Yale’s policy of separating ethnic students to help them adjust to a supposedly white world only reinforces the feeling that ethnic students are different. Cultural Connections is the worst offender. From the day freshmen arrive on campus, the ethnic students already have Cultural Connections friends, so in the first crazy days of Camp Yale, they spend time with these familiar faces. White students get the feeling that the ethnic kids already have cliques, especially when they see a dinner table full of Cultural Connections friends where white people have apparently been excluded.

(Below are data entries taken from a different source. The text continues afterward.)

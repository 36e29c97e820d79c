use serde::{Deserialize, Deserializer, Serialize};

use crate::domain::{Language, Mode, Page};

#[derive(Debug, Clone, PartialEq, Eq, Serialize, Deserialize)]
pub struct ChatRequest {
    pub query: String,
    pub solution: String,
    pub language: Language,
    pub show_steps: bool,
    pub mode: Mode,
    pub top_k: i64,
}

#[derive(Debug, Clone, Default, PartialEq, Eq, Serialize, Deserialize)]
pub struct ChatResponse {
    #[serde(default)]
    pub answer: Option<String>,
    #[serde(default)]
    pub error: Option<String>,
    #[serde(default, deserialize_with = "null_as_empty")]
    pub sources: Vec<Citation>,
}

#[derive(Debug, Clone, PartialEq, Eq, Serialize, Deserialize)]
pub struct Citation {
    pub source: String,
    pub page: Page,
    #[serde(default, skip_serializing_if = "Option::is_none")]
    pub title: Option<String>,
    #[serde(default, skip_serializing_if = "Option::is_none")]
    pub chunk_id: Option<String>,
}

impl Citation {
    pub fn new(source: impl Into<String>, page: impl Into<Page>) -> Self {
        Self {
            source: source.into(),
            page: page.into(),
            title: None,
            chunk_id: None,
        }
    }
}

#[derive(Debug, Clone, Default, PartialEq, Eq, Serialize, Deserialize)]
pub struct OcrResponse {
    #[serde(default)]
    pub text: Option<String>,
    #[serde(default)]
    pub error: Option<String>,
}

/// Active backend configuration. Opaque to the client; key order is preserved.
pub type ConfigResponse = serde_json::Map<String, serde_json::Value>;

#[derive(Debug, Clone, PartialEq, Eq, Serialize, Deserialize)]
pub struct HealthResponse {
    pub status: String,
}

#[derive(Debug, Clone, PartialEq, Eq, Serialize, Deserialize)]
pub struct ReindexResponse {
    pub status: String,
}

#[derive(Debug, Clone, PartialEq, Eq, Serialize, Deserialize)]
pub struct RetrieveRequest {
    pub query: String,
    pub top_k: i64,
}

#[derive(Debug, Clone, Default, PartialEq, Eq, Serialize, Deserialize)]
pub struct RetrieveResponse {
    #[serde(default, deserialize_with = "null_as_empty")]
    pub results: Vec<RetrievedChunk>,
}

#[derive(Debug, Clone, PartialEq, Eq, Serialize, Deserialize)]
pub struct RetrievedChunk {
    pub chunk_id: String,
    pub source: String,
    pub page: Page,
    #[serde(default)]
    pub title: String,
    pub text: String,
}

fn null_as_empty<'de, D, T>(deserializer: D) -> Result<Vec<T>, D::Error>
where
    D: Deserializer<'de>,
    T: Deserialize<'de>,
{
    Ok(Option::<Vec<T>>::deserialize(deserializer)?.unwrap_or_default())
}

Ethnic counselors also reinforce the racial divide by suggesting that ethnic students need to adjust to the life of white people but not the other way around. Ironically, it is sometimes the white students who have the most adjusting to do. Many ethnic students who grew up in America have already had the experience of dealing with a white majority, but many white kids, some of whom grew up in white suburbia, have had significantly less experience living in close proximity to ethnic students. Why should they be denied access to ethnic counselors? The ethnic orientation programs are certainly an excellent way to teach freshmen about race and diversity, so why aren’t white students required to attend the talks on diversity and prejudice that all ethnic freshmen are required to attend? Especially if white students contribute to ethnic tension, they should be all the more required to attend in-depth orientations about diversity.

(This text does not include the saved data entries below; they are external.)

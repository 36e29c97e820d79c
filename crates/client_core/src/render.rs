use serde_json::Value;
use shared::protocol::{ChatResponse, Citation, ConfigResponse, OcrResponse};

pub const CITATION_SEPARATOR: &str = " — page ";
pub const OCR_FAILURE_PREFIX: &str = "OCR failed: ";
pub const OCR_GENERIC_FAILURE: &str = "OCR request failed.";
pub const CONFIG_FAILURE_PREFIX: &str = "Config error: ";
pub const CONFIG_GENERIC_FAILURE: &str = "Could not load config.";

/// Contents of the answer output region. `Default` is the cleared state.
#[derive(Debug, Clone, Default, PartialEq, Eq)]
pub struct AnswerView {
    pub answer: String,
    pub error: String,
    pub citations: Vec<String>,
}

/// Final path component, accepting `\` and `/` separators in the same string.
pub fn basename(path: &str) -> &str {
    path.rsplit(|c: char| c == '\\' || c == '/')
        .next()
        .unwrap_or(path)
}

pub fn format_citation(citation: &Citation) -> String {
    format!(
        "{}{CITATION_SEPARATOR}{}",
        basename(&citation.source),
        citation.page
    )
}

pub fn render_chat(response: &ChatResponse) -> AnswerView {
    AnswerView {
        answer: response.answer.clone().unwrap_or_default(),
        error: response.error.clone().unwrap_or_default(),
        citations: response.sources.iter().map(format_citation).collect(),
    }
}

pub fn render_ocr(response: &OcrResponse) -> String {
    response.text.clone().unwrap_or_default()
}

/// Two-space indented JSON, keys in the order the backend sent them.
pub fn render_config(config: &ConfigResponse) -> String {
    let value = Value::Object(config.clone());
    serde_json::to_string_pretty(&value).unwrap_or_else(|_| value.to_string())
}

pub fn failure_message(prefix: &str, detail: Option<&str>, generic: &str) -> String {
    match detail.filter(|detail| !detail.is_empty()) {
        Some(detail) => format!("{prefix}{detail}"),
        None => format!("{prefix}{generic}"),
    }
}

#[cfg(test)]
mod tests {
    use shared::domain::Page;

    use super::*;

    #[test]
    fn basename_handles_both_separators() {
        assert_eq!(basename("C:\\docs\\a\\b.pdf"), "b.pdf");
        assert_eq!(basename("/docs/a/b.pdf"), "b.pdf");
        assert_eq!(basename("b.pdf"), "b.pdf");
        assert_eq!(basename("C:\\docs/mixed\\dir/b.pdf"), "b.pdf");
        assert_eq!(basename("docs/"), "");
    }

    #[test]
    fn basename_is_idempotent() {
        for path in ["C:\\docs\\a\\b.pdf", "/docs/a/b.pdf", "b.pdf", "x/y\\z"] {
            let once = basename(path);
            assert_eq!(basename(once), once);
        }
    }

    #[test]
    fn citations_keep_order_and_format() {
        let response = ChatResponse {
            answer: Some("42".into()),
            error: None,
            sources: vec![
                Citation::new("C:\\pdfs\\machines.pdf", 12),
                Citation::new("/srv/pdfs/power.pdf", Page::from("iv")),
                Citation::new("notes.pdf", 1),
            ],
        };

        let view = render_chat(&response);
        assert_eq!(
            view.citations,
            vec![
                "machines.pdf — page 12".to_string(),
                "power.pdf — page iv".to_string(),
                "notes.pdf — page 1".to_string(),
            ]
        );
    }

    #[test]
    fn answer_and_error_render_together() {
        let response = ChatResponse {
            answer: Some("42".into()),
            error: Some("low confidence".into()),
            sources: Vec::new(),
        };
        let view = render_chat(&response);
        assert_eq!(view.answer, "42");
        assert_eq!(view.error, "low confidence");
        assert!(view.citations.is_empty());
    }

    #[test]
    fn config_round_trips_through_pretty_text() {
        let config: ConfigResponse =
            serde_json::from_str(r#"{"mode": "fast", "topK": 5}"#).expect("config");
        let rendered = render_config(&config);
        assert_eq!(rendered, "{\n  \"mode\": \"fast\",\n  \"topK\": 5\n}");

        let reparsed: ConfigResponse = serde_json::from_str(&rendered).expect("reparse");
        assert_eq!(reparsed, config);
    }

    #[test]
    fn failure_message_prefers_server_detail() {
        assert_eq!(
            failure_message(OCR_FAILURE_PREFIX, Some("unsupported format"), OCR_GENERIC_FAILURE),
            "OCR failed: unsupported format"
        );
        assert_eq!(
            failure_message(OCR_FAILURE_PREFIX, None, OCR_GENERIC_FAILURE),
            "OCR failed: OCR request failed."
        );
    }
}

Furthermore, the divide between ethnic and white students is often hazy, and the process by which freshmen are designated “ethnic” reveals some of the problems with the system. My freshman year roommate from Laurel, MD, wrote “Portuguese” on her Yale application because her father was born in Portugal. Despite the fact that Portuguese is a European nationality, she received a Latin American ethnic counselor, whom she naturally never went to visit. My roommate sophomore year also had an ethnic counselor, but as a wealthy Asian-American from New Jersey, she also never went to visit her. Clearly the ethnic counselor program needs a better way to determine what students need an ethnic counselor than by simply assigning one if they checked any box other than Caucasian on their application.

Meanwhile, many white students, especially those from the rural areas of the South or Midwest, have a much harder time adjusting to life at Yale than my Asian-American friend from New Jersey. The prevalence of clubs like the Texas Club and Pop, the Midwestern club, shows that many students find the culture at Yale significantly different from their own and find comfort in people who share their own identity. Yale should offer support for these students in the same way that if would offer support for an ethnic student who hardly identifies with his or her ethnicity.

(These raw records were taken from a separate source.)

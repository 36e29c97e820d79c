pub mod controller;
pub mod error;
pub mod render;
pub mod request;
pub mod session;
pub mod status;
pub mod transport;

pub use controller::{
    AskController, Completion, ExtractTextController, FetchConfigController, Phase,
};
pub use error::{ImageReadError, TransportError, ValidationError};
pub use render::{basename, format_citation, AnswerView};
pub use request::{parse_top_k, Endpoint, FormState, ImageFile, DEFAULT_TOP_K};
pub use session::{Action, TutorSession};
pub use status::{Slot, StatusChannel};
pub use transport::{Backend, BackendCall, HttpBackend, RawReply, Reply, RequestBody};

I can already hear the Dean’s Office panicking at the thought of spending money for even more ethnic counselors. After all, there are already 12 counselors for the roughly 500 ethnic students at Yale; there is hardly room for a Native American ethnic counselor, much less a white one. But by proposing that Yale open its mind to white ethnic counselors, I am also suggesting that perhaps the entire system of freshman orientation for ethnic students needs to be reevaluated. Regardless of how much money Yale is willing to spend on diversity programs, it should stop separating white students from ethnic students on the assumption that ethnic students have more adjusting to do. Such a change in perspective would help the retention rates of ethnic students by allowing them to discuss diversity issues with white students as well as with other ethnic students. More importantly, it would give white students the same tools to deal with ethnicity and culture that it currently provides for ethnic students.